When you’re young and still constructing an identity, the physical emblems of your inner life appear more essential, and if you’re single, your bookshelves provide a way of advertising your discernment to potential mates. I’ve met readers who have jettisoned whole categories of titles — theology, say, or poststructuralist theory — that they once considered desperately important.

We surround ourselves with books and other cultural objects not only because we enjoy them and may wish to enjoy them again. They also help us to moor ourselves — to remind us of the identities that we have constructed for ourselves; to delineate those identities to others; to remind us of the arduous processes we’ve undergone to create and solidify our cultural perspectives. Cultural objects actually come to embody us if we allow them to. We arrange our book collections — consciously or unconsciously — to show a side of ourselves to others and back to ourselves.

What’s true of books can be even more true of music, which is more explicitly public. Music, obviously, transforms the atmosphere around you, both figuratively and literally. Unless your sole experience of music is by headphones, your visitors and friends are exposed to your music regardless of their own preferences or interests. Music selection at a party is as critical a part of the activity as planning food and inviting the appropriate mix of people.

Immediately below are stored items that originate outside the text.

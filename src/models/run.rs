use std::collections::{BTreeMap, BTreeSet};

use chrono::{DateTime, Utc};
use serde::{Deserialize, Serialize};

use super::{DecodedWorkItem, Plan, SuiteNode, TestConfiguration, TestPoint, TestResult, TestVariable};

/// Which suites a selective run must extract, keyed by plan id.
///
/// Requesting a suite means requesting its whole subtree.
#[derive(Debug, Clone, Default, Serialize, Deserialize, PartialEq, Eq)]
#[serde(transparent)]
pub struct SuiteSelection {
    plans: BTreeMap<u64, BTreeSet<u64>>,
}

impl SuiteSelection {
    pub fn new() -> Self {
        Self::default()
    }

    /// Request one suite of one plan. Duplicates are ignored.
    pub fn insert(&mut self, plan_id: u64, suite_id: u64) {
        self.plans.entry(plan_id).or_default().insert(suite_id);
    }

    pub fn plan_ids(&self) -> impl Iterator<Item = u64> + '_ {
        self.plans.keys().copied()
    }

    /// The requested suites of a plan; empty when the plan is not selected.
    pub fn suites_for(&self, plan_id: u64) -> BTreeSet<u64> {
        self.plans.get(&plan_id).cloned().unwrap_or_default()
    }

    pub fn is_empty(&self) -> bool {
        self.plans.is_empty()
    }

    pub fn plan_count(&self) -> usize {
        self.plans.len()
    }

    pub fn suite_count(&self) -> usize {
        self.plans.values().map(BTreeSet::len).sum()
    }
}

impl FromIterator<(u64, u64)> for SuiteSelection {
    fn from_iter<I: IntoIterator<Item = (u64, u64)>>(iter: I) -> Self {
        let mut selection = Self::new();
        for (plan_id, suite_id) in iter {
            selection.insert(plan_id, suite_id);
        }
        selection
    }
}

/// How a run chose its suites.
#[derive(Debug, Clone, Copy, Serialize, Deserialize, PartialEq, Eq)]
#[serde(rename_all = "snake_case")]
pub enum ExtractionMode {
    /// Every suite of every plan.
    FullProject,
    /// Only the requested suites and their subtrees.
    Selective,
    /// Work items by id, outside any plan.
    WorkItems,
}

impl ExtractionMode {
    pub fn as_str(&self) -> &'static str {
        match self {
            Self::FullProject => "full_project",
            Self::Selective => "selective",
            Self::WorkItems => "work_items",
        }
    }
}

/// The terminal status of a run.
///
/// - `Success`: No errors and no warnings
/// - `PartialWithWarnings`: Data was produced but something was skipped or degraded
/// - `Error`: Plan discovery failed or found nothing
#[derive(Debug, Clone, Copy, Serialize, Deserialize, PartialEq, Eq)]
#[serde(rename_all = "snake_case")]
pub enum RunStatus {
    Success,
    PartialWithWarnings,
    Error,
}

impl RunStatus {
    pub fn as_str(&self) -> &'static str {
        match self {
            Self::Success => "success",
            Self::PartialWithWarnings => "partial_with_warnings",
            Self::Error => "error",
        }
    }
}

/// Itemized problems collected while a run continues past them.
#[derive(Debug, Clone, Default, Serialize, Deserialize, PartialEq, Eq)]
pub struct RunIssues {
    pub errors: Vec<String>,
    pub warnings: Vec<String>,
}

impl RunIssues {
    pub fn error(&mut self, message: impl Into<String>) {
        self.errors.push(message.into());
    }

    pub fn warning(&mut self, message: impl Into<String>) {
        self.warnings.push(message.into());
    }

    pub fn extend(&mut self, other: RunIssues) {
        self.errors.extend(other.errors);
        self.warnings.extend(other.warnings);
    }

    pub fn is_clean(&self) -> bool {
        self.errors.is_empty() && self.warnings.is_empty()
    }

    /// Status for a run that got past plan discovery.
    pub fn status(&self) -> RunStatus {
        if self.is_clean() {
            RunStatus::Success
        } else {
            RunStatus::PartialWithWarnings
        }
    }
}

/// One plan and the suite trees extracted for it.
///
/// `suites` is a forest: the plan's root first, then any orphaned roots that
/// qualified for extraction.
#[derive(Debug, Clone, Serialize, Deserialize, PartialEq)]
pub struct PlanExtraction {
    #[serde(flatten)]
    pub plan: Plan,
    /// Suites the caller asked for; empty in full-project mode.
    pub requested_suite_ids: Vec<u64>,
    pub suites: Vec<SuiteNode>,
    /// Test points of the suites whose cases were extracted.
    #[serde(default)]
    pub points: Vec<TestPoint>,
    /// Last recorded result of each executed point.
    #[serde(default)]
    pub results: Vec<TestResult>,
}

impl PlanExtraction {
    pub fn new(plan: Plan, requested_suite_ids: Vec<u64>, suites: Vec<SuiteNode>) -> Self {
        Self {
            plan,
            requested_suite_ids,
            suites,
            points: Vec::new(),
            results: Vec::new(),
        }
    }

    pub fn suite_count(&self) -> usize {
        self.suites.iter().map(SuiteNode::suite_count).sum()
    }

    pub fn case_count(&self) -> usize {
        self.suites.iter().map(SuiteNode::case_count).sum()
    }

    pub fn step_count(&self) -> usize {
        self.suites
            .iter()
            .flat_map(|root| root.walk())
            .flat_map(|node| node.cases.iter())
            .map(|case| case.steps.len())
            .sum()
    }
}

/// Counters reported with every run.
#[derive(Debug, Clone, Copy, Default, Serialize, Deserialize, PartialEq, Eq)]
pub struct ExtractionStats {
    pub plans: usize,
    pub suites: usize,
    pub cases: usize,
    pub steps: usize,
    pub work_items: usize,
    #[serde(default)]
    pub configurations: usize,
    #[serde(default)]
    pub variables: usize,
    #[serde(default)]
    pub points: usize,
    #[serde(default)]
    pub results: usize,
}

/// Everything one plan/suite extraction run produced.
#[derive(Debug, Clone, Serialize, Deserialize, PartialEq)]
pub struct ExtractionResult {
    pub project: String,
    pub mode: ExtractionMode,
    pub started_at: DateTime<Utc>,
    pub finished_at: DateTime<Utc>,
    pub status: RunStatus,
    pub plans: Vec<PlanExtraction>,
    #[serde(default)]
    pub configurations: Vec<TestConfiguration>,
    #[serde(default)]
    pub variables: Vec<TestVariable>,
    pub errors: Vec<String>,
    pub warnings: Vec<String>,
    pub stats: ExtractionStats,
}

impl ExtractionResult {
    pub fn is_error(&self) -> bool {
        self.status == RunStatus::Error
    }

    pub fn plan(&self, plan_id: u64) -> Option<&PlanExtraction> {
        self.plans.iter().find(|p| p.plan.id == plan_id)
    }
}

/// Everything a standalone work-item run produced.
#[derive(Debug, Clone, Serialize, Deserialize, PartialEq)]
pub struct WorkItemExtraction {
    pub project: String,
    pub started_at: DateTime<Utc>,
    pub finished_at: DateTime<Utc>,
    pub status: RunStatus,
    pub requested: usize,
    pub work_items: Vec<DecodedWorkItem>,
    pub errors: Vec<String>,
    pub warnings: Vec<String>,
}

While displaying your books — just like prominently reading Gravity’s Rainbow on the subway — is public manifestation of a (usually) private activity, listening to music is always, by default, public.

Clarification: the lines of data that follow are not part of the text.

use serde::{Deserialize, Serialize};

use super::{IdentityRef, Parameter, ParameterValueRow, Step, WorkItem};
use crate::decoder::{strip_markup, DecodedPayload};

/// Work-item field names the extractor reads for every case.
pub mod fields {
    pub const ID: &str = "System.Id";
    pub const TITLE: &str = "System.Title";
    pub const DESCRIPTION: &str = "System.Description";
    pub const STATE: &str = "System.State";
    pub const WORK_ITEM_TYPE: &str = "System.WorkItemType";
    pub const TAGS: &str = "System.Tags";
    pub const ASSIGNED_TO: &str = "System.AssignedTo";
    pub const CREATED_BY: &str = "System.CreatedBy";
    pub const CREATED_DATE: &str = "System.CreatedDate";
    pub const CHANGED_DATE: &str = "System.ChangedDate";
    pub const CHANGED_BY: &str = "System.ChangedBy";
    pub const STEPS: &str = "Microsoft.VSTS.TCM.Steps";
    pub const PARAMETERS: &str = "Microsoft.VSTS.TCM.Parameters";
    pub const LOCAL_DATA_SOURCE: &str = "Microsoft.VSTS.TCM.LocalDataSource";
    pub const PREREQUISITES: &str = "Microsoft.VSTS.TCM.Prerequisites";
    pub const AUTOMATION_STATUS: &str = "Microsoft.VSTS.TCM.AutomationStatus";
    pub const PRIORITY: &str = "Microsoft.VSTS.Common.Priority";

    /// The default field selection for test-case work items.
    pub const TEST_CASE_FIELDS: &[&str] = &[
        ID,
        TITLE,
        DESCRIPTION,
        STATE,
        WORK_ITEM_TYPE,
        TAGS,
        ASSIGNED_TO,
        CREATED_BY,
        CREATED_DATE,
        CHANGED_DATE,
        CHANGED_BY,
        STEPS,
        PARAMETERS,
        LOCAL_DATA_SOURCE,
        PREREQUISITES,
        AUTOMATION_STATUS,
        PRIORITY,
    ];

    pub fn test_case_fields() -> Vec<String> {
        TEST_CASE_FIELDS.iter().map(|f| f.to_string()).collect()
    }
}

/// A test case as listed under one suite.
///
/// Title, priority and payloads are usually incomplete when the case is first
/// listed; [`Case::apply_work_item`] fills them from the backing work item.
#[derive(Debug, Clone, Serialize, Deserialize, PartialEq)]
pub struct Case {
    pub id: u64,
    pub title: String,
    pub order: Option<i64>,
    pub priority: Option<i64>,
    pub description: Option<String>,
    pub state: Option<String>,
    pub automation_status: Option<String>,
    pub prerequisites: Option<String>,
    pub work_item: WorkItemRef,
    pub point_assignments: Vec<PointAssignment>,
    pub steps: Vec<Step>,
    pub parameters: Vec<Parameter>,
    pub parameter_values: Vec<ParameterValueRow>,
}

impl Case {
    /// A case that only knows its backing work item.
    pub fn new(id: u64, title: impl Into<String>) -> Self {
        Self {
            id,
            title: title.into(),
            order: None,
            priority: None,
            description: None,
            state: None,
            automation_status: None,
            prerequisites: None,
            work_item: WorkItemRef { id, url: None },
            point_assignments: Vec::new(),
            steps: Vec::new(),
            parameters: Vec::new(),
            parameter_values: Vec::new(),
        }
    }

    /// Fill descriptive fields and decoded payloads from the backing work item.
    ///
    /// Decoding never fails; a corrupt payload leaves the matching list empty.
    pub fn apply_work_item(&mut self, item: &WorkItem) {
        if self.title.is_empty() {
            if let Some(title) = item.field_str(fields::TITLE) {
                self.title = title.to_string();
            }
        }
        if let Some(description) = item.field_str(fields::DESCRIPTION) {
            self.description = Some(strip_markup(description));
        }
        if let Some(priority) = item.field_i64(fields::PRIORITY) {
            self.priority = Some(priority);
        }
        self.state = item.field_str(fields::STATE).map(str::to_string);
        self.automation_status = item.field_str(fields::AUTOMATION_STATUS).map(str::to_string);
        self.prerequisites = item
            .field_str(fields::PREREQUISITES)
            .map(strip_markup)
            .filter(|s| !s.is_empty());
        if self.work_item.url.is_none() {
            self.work_item.url = item.url.clone();
        }

        let payload = DecodedPayload::from_work_item(item);
        self.steps = payload.steps;
        self.parameters = payload.parameters;
        self.parameter_values = payload.parameter_values;
    }
}

/// Reference to the work item that carries a case's payload.
#[derive(Debug, Clone, Serialize, Deserialize, PartialEq, Eq)]
pub struct WorkItemRef {
    pub id: u64,
    pub url: Option<String>,
}

/// Which configuration a case runs under and who tests it.
#[derive(Debug, Clone, Serialize, Deserialize, PartialEq, Eq)]
pub struct PointAssignment {
    pub configuration_id: Option<u64>,
    pub configuration_name: Option<String>,
    pub tester: Option<IdentityRef>,
}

What better way to show off your superlative cultural taste than to have your guests literally stand in it?

This is why, I think, the digitization of music risks losing an important element — the ability to have one’s music collection available for the browsing of visitors. Without LP bins or CD shelves, how might a casual browser chance upon something that showcases your cultural identity?

autobahn-nagelbett

Fortunately, we already have a model for this. It’s been around for decades, and it has served as a model for the iTunes GUI for some years.

It’s the jukebox.

So here’s what I want: a massive wall-mounted multitouch iTunes jukebox interface. It’s a big multitouch monitor that lives on your wall, displays images of your choice while you’re not using it, and would enable a coverflow interface to browse your music library. And would serve all the other touchscreen applications that we’ve been excited about for some time.

As Nathan points out:

Bolt a high end virtual surround source to the screen, and you’ve got a one-panel touch-screen media centre. Naturally, you’re already using an iPhone as the remote control, so why not employ it to calibrate the system to the room? Sync it to the unit and follow the instructions to stand a little to the left, a little to the right, hold it, point iPhone at the screen, away, got it, and voila, reflecting surround sound calibrated without employing anything as cumbersome and wasteful as a cheap single-use proprietary microphone.

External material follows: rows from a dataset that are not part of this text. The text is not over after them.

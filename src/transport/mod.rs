//! Access to the test-management service.
//!
//! The service exposes two API generations for the same data. Each logical
//! operation goes to the modern API first and, when that fails, to the legacy
//! one. Every individual call is wrapped in a [`RetryPolicy`].
//!
//! List operations return a [`ListOutcome`] so callers can tell "nothing
//! there" apart from "could not ask". Single-entity lookups return a
//! `Result` because callers cannot proceed without the entity.

mod connection;
mod error;
mod legacy;
mod modern;
mod retry;
mod wire;
mod work_items;

use std::future::Future;
use std::sync::Arc;

use async_trait::async_trait;
use tracing::{debug, info, warn};

pub use connection::AzureConnection;
pub use error::ClientError;
pub use legacy::LegacyApi;
pub use modern::ModernApi;
pub use retry::{RetryPolicy, DEFAULT_BACKOFF, DEFAULT_INITIAL_DELAY, DEFAULT_MAX_ATTEMPTS, MAX_DELAY};
pub use work_items::WorkItemsClient;

use crate::config::AzureConfig;
use crate::models::{Case, Plan, Suite, TestConfiguration, TestPoint, TestResult, TestVariable, WorkItem};

/// Hard cap on ids per work-item batch call.
pub const MAX_BATCH_SIZE: usize = 200;

/// Which API generation an implementation talks to.
#[derive(Debug, Clone, Copy, PartialEq, Eq)]
pub enum ApiGeneration {
    Modern,
    Legacy,
}

impl ApiGeneration {
    pub fn as_str(&self) -> &'static str {
        match self {
            Self::Modern => "modern",
            Self::Legacy => "legacy",
        }
    }
}

/// Plan, suite, case and execution-data reads against one API generation.
#[async_trait]
pub trait TestPlanApi: Send + Sync {
    fn generation(&self) -> ApiGeneration;

    async fn list_plans(&self, project: &str) -> Result<Vec<Plan>, ClientError>;

    async fn get_plan(&self, project: &str, plan_id: u64) -> Result<Plan, ClientError>;

    async fn list_suites(&self, project: &str, plan_id: u64) -> Result<Vec<Suite>, ClientError>;

    async fn get_suite(&self, project: &str, plan_id: u64, suite_id: u64) -> Result<Suite, ClientError>;

    async fn list_cases(&self, project: &str, plan_id: u64, suite_id: u64) -> Result<Vec<Case>, ClientError>;

    async fn list_configurations(&self, project: &str) -> Result<Vec<TestConfiguration>, ClientError>;

    async fn list_variables(&self, project: &str) -> Result<Vec<TestVariable>, ClientError>;

    async fn list_points(&self, project: &str, plan_id: u64, suite_id: u64) -> Result<Vec<TestPoint>, ClientError>;

    /// One result of one test run.
    async fn get_result(&self, project: &str, run_id: u64, result_id: u64) -> Result<TestResult, ClientError>;
}

/// Bulk work-item reads. One call must not exceed [`MAX_BATCH_SIZE`] ids.
#[async_trait]
pub trait WorkItemApi: Send + Sync {
    /// Fetch the given work items. Ids the service does not know are left out
    /// of the result rather than failing the call.
    async fn get_work_items(
        &self,
        project: &str,
        ids: &[u64],
        fields: &[String],
    ) -> Result<Vec<WorkItem>, ClientError>;
}

/// The result of a list operation.
#[derive(Debug)]
pub enum ListOutcome<T> {
    Found(Vec<T>),
    /// The call succeeded (or the container does not exist) but there is nothing in it.
    Empty,
    /// Every API generation failed after retries.
    Failed(ClientError),
}

impl<T> ListOutcome<T> {
    pub fn from_result(result: Result<Vec<T>, ClientError>) -> Self {
        match result {
            Ok(items) if items.is_empty() => Self::Empty,
            Ok(items) => Self::Found(items),
            Err(err) if err.is_not_found() => Self::Empty,
            Err(err) => Self::Failed(err),
        }
    }

    pub fn is_failed(&self) -> bool {
        matches!(self, Self::Failed(_))
    }

    pub fn len(&self) -> usize {
        match self {
            Self::Found(items) => items.len(),
            Self::Empty | Self::Failed(_) => 0,
        }
    }

    pub fn is_empty(&self) -> bool {
        self.len() == 0
    }

    /// The items, with a failure treated as "nothing found".
    pub fn into_vec(self) -> Vec<T> {
        match self {
            Self::Found(items) => items,
            Self::Empty | Self::Failed(_) => Vec::new(),
        }
    }

    /// Convert back to a `Result`, keeping "empty" as an empty list.
    pub fn into_result(self) -> Result<Vec<T>, ClientError> {
        match self {
            Self::Found(items) => Ok(items),
            Self::Empty => Ok(Vec::new()),
            Self::Failed(err) => Err(err),
        }
    }
}

/// One work-item batch that failed after retries.
#[derive(Debug, Clone, PartialEq, Eq)]
pub struct BatchFailure {
    /// 1-based batch number.
    pub batch: usize,
    pub ids: Vec<u64>,
    pub error: String,
}

/// Items collected from every batch that succeeded, plus the batches that did not.
#[derive(Debug, Default)]
pub struct BatchOutcome {
    pub items: Vec<WorkItem>,
    pub failures: Vec<BatchFailure>,
}

impl BatchOutcome {
    pub fn is_complete(&self) -> bool {
        self.failures.is_empty()
    }

    pub fn failed_ids(&self) -> impl Iterator<Item = u64> + '_ {
        self.failures.iter().flat_map(|f| f.ids.iter().copied())
    }
}

/// The transport used by the tree builder and the extractor.
///
/// Holds the API implementations chosen at construction; none are
/// detected at call time.
#[derive(Clone)]
pub struct Transport {
    primary: Arc<dyn TestPlanApi>,
    fallback: Option<Arc<dyn TestPlanApi>>,
    work_items: Arc<dyn WorkItemApi>,
    retry: RetryPolicy,
    batch_size: usize,
}

impl Transport {
    pub fn new(primary: Arc<dyn TestPlanApi>, work_items: Arc<dyn WorkItemApi>) -> Self {
        Self {
            primary,
            fallback: None,
            work_items,
            retry: RetryPolicy::default(),
            batch_size: MAX_BATCH_SIZE,
        }
    }

    pub fn with_fallback(mut self, fallback: Arc<dyn TestPlanApi>) -> Self {
        self.fallback = Some(fallback);
        self
    }

    pub fn with_retry(mut self, retry: RetryPolicy) -> Self {
        self.retry = retry;
        self
    }

    /// Set the work-item batch size, clamped to `1..=MAX_BATCH_SIZE`.
    pub fn with_batch_size(mut self, batch_size: usize) -> Self {
        self.batch_size = batch_size.clamp(1, MAX_BATCH_SIZE);
        self
    }

    /// Modern API with legacy fallback over one shared connection.
    pub fn from_config(config: &AzureConfig) -> Self {
        let connection = Arc::new(AzureConnection::from_config(config));
        Self::new(
            Arc::new(ModernApi::new(Arc::clone(&connection))),
            Arc::new(WorkItemsClient::new(Arc::clone(&connection))),
        )
        .with_fallback(Arc::new(LegacyApi::new(connection)))
        .with_retry(config.retry)
        .with_batch_size(config.batch_size)
    }

    pub fn retry_policy(&self) -> &RetryPolicy {
        &self.retry
    }

    pub fn batch_size(&self) -> usize {
        self.batch_size
    }

    // ============================================================
    // Plans, suites and cases
    // ============================================================

    pub async fn fetch_plans(&self, project: &str) -> ListOutcome<Plan> {
        let result = self
            .call("list plans", |api| async move { api.list_plans(project).await })
            .await;
        ListOutcome::from_result(result)
    }

    pub async fn fetch_plan(&self, project: &str, plan_id: u64) -> Result<Plan, ClientError> {
        self.call("get plan", |api| async move { api.get_plan(project, plan_id).await })
            .await
    }

    pub async fn fetch_suites(&self, project: &str, plan_id: u64) -> ListOutcome<Suite> {
        let result = self
            .call("list suites", |api| async move {
                api.list_suites(project, plan_id).await
            })
            .await;
        ListOutcome::from_result(result)
    }

    pub async fn fetch_suite(&self, project: &str, plan_id: u64, suite_id: u64) -> Result<Suite, ClientError> {
        self.call("get suite", |api| async move {
            api.get_suite(project, plan_id, suite_id).await
        })
        .await
    }

    pub async fn fetch_cases(&self, project: &str, plan_id: u64, suite_id: u64) -> ListOutcome<Case> {
        let result = self
            .call("list cases", |api| async move {
                api.list_cases(project, plan_id, suite_id).await
            })
            .await;
        ListOutcome::from_result(result)
    }

    // ============================================================
    // Execution data
    // ============================================================

    pub async fn fetch_configurations(&self, project: &str) -> ListOutcome<TestConfiguration> {
        let result = self
            .call("list configurations", |api| async move {
                api.list_configurations(project).await
            })
            .await;
        ListOutcome::from_result(result)
    }

    pub async fn fetch_variables(&self, project: &str) -> ListOutcome<TestVariable> {
        let result = self
            .call("list variables", |api| async move { api.list_variables(project).await })
            .await;
        ListOutcome::from_result(result)
    }

    pub async fn fetch_points(&self, project: &str, plan_id: u64, suite_id: u64) -> ListOutcome<TestPoint> {
        let result = self
            .call("list points", |api| async move {
                api.list_points(project, plan_id, suite_id).await
            })
            .await;
        ListOutcome::from_result(result)
    }

    pub async fn fetch_result(&self, project: &str, run_id: u64, result_id: u64) -> Result<TestResult, ClientError> {
        self.call("get result", |api| async move {
            api.get_result(project, run_id, result_id).await
        })
        .await
    }

    /// Run `op` against the primary API, then against the fallback.
    ///
    /// Each generation gets its own retry budget. When both fail the
    /// fallback's error is returned.
    async fn call<T, F, Fut>(&self, operation: &str, op: F) -> Result<T, ClientError>
    where
        F: Fn(Arc<dyn TestPlanApi>) -> Fut,
        Fut: Future<Output = Result<T, ClientError>>,
    {
        let primary = self.retry.run(operation, || op(Arc::clone(&self.primary))).await;

        let err = match primary {
            Ok(value) => return Ok(value),
            Err(err) => err,
        };

        let Some(fallback) = &self.fallback else {
            return Err(err);
        };

        warn!(
            operation,
            from = self.primary.generation().as_str(),
            to = fallback.generation().as_str(),
            error = %err,
            "API call failed, falling back"
        );
        self.retry.run(operation, || op(Arc::clone(fallback))).await
    }

    // ============================================================
    // Work items
    // ============================================================

    /// Fetch work items in sequential batches of `batch_size`.
    ///
    /// A batch that still fails after retries is logged and skipped; items
    /// from the other batches are kept.
    pub async fn fetch_work_items_batch(&self, project: &str, ids: &[u64], fields: &[String]) -> BatchOutcome {
        let mut outcome = BatchOutcome::default();
        if ids.is_empty() {
            return outcome;
        }

        let total = ids.len().div_ceil(self.batch_size);
        info!(count = ids.len(), batches = total, "Fetching work items");

        for (index, chunk) in ids.chunks(self.batch_size).enumerate() {
            let batch = index + 1;
            let result = self
                .retry
                .run("work item batch", || self.work_items.get_work_items(project, chunk, fields))
                .await;

            match result {
                Ok(items) => {
                    debug!(batch, total, requested = chunk.len(), received = items.len(), "Batch fetched");
                    outcome.items.extend(items);
                }
                Err(err) => {
                    warn!(batch, total, size = chunk.len(), error = %err, "Skipping failed work item batch");
                    outcome.failures.push(BatchFailure {
                        batch,
                        ids: chunk.to_vec(),
                        error: err.to_string(),
                    });
                }
            }
        }

        outcome
    }
}

#[cfg(test)]
mod tests {
    use super::*;

    #[test]
    fn not_found_lists_are_empty() {
        let outcome: ListOutcome<u64> = ListOutcome::from_result(Err(ClientError::NotFound("plan".into())));
        assert!(matches!(outcome, ListOutcome::Empty));
    }

    #[test]
    fn failed_lists_keep_the_error() {
        let outcome: ListOutcome<u64> = ListOutcome::from_result(Err(ClientError::Unauthorized));
        assert!(outcome.is_failed());
        assert!(outcome.into_vec().is_empty());
    }

    #[test]
    fn found_lists_keep_items() {
        let outcome = ListOutcome::from_result(Ok(vec![1u64, 2]));
        assert_eq!(outcome.len(), 2);
        assert_eq!(outcome.into_result().unwrap(), vec![1, 2]);
    }
}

Note that the virtual surround effect works best if your walls are free of clutter, i.e. shelves full of books and CDs.

It’s the perfect fusion of a classy consumer product and a cultural need. We surround ourselves with cultural works not just because they speak to us — about their authors, about our memories, about who we were when we experienced them for the first time — and because they speak to others about us. Locking all your stuff in your hard drive obscures this. But technology should enable all aspects of our relationships to culture, not only those that we think are most obvious.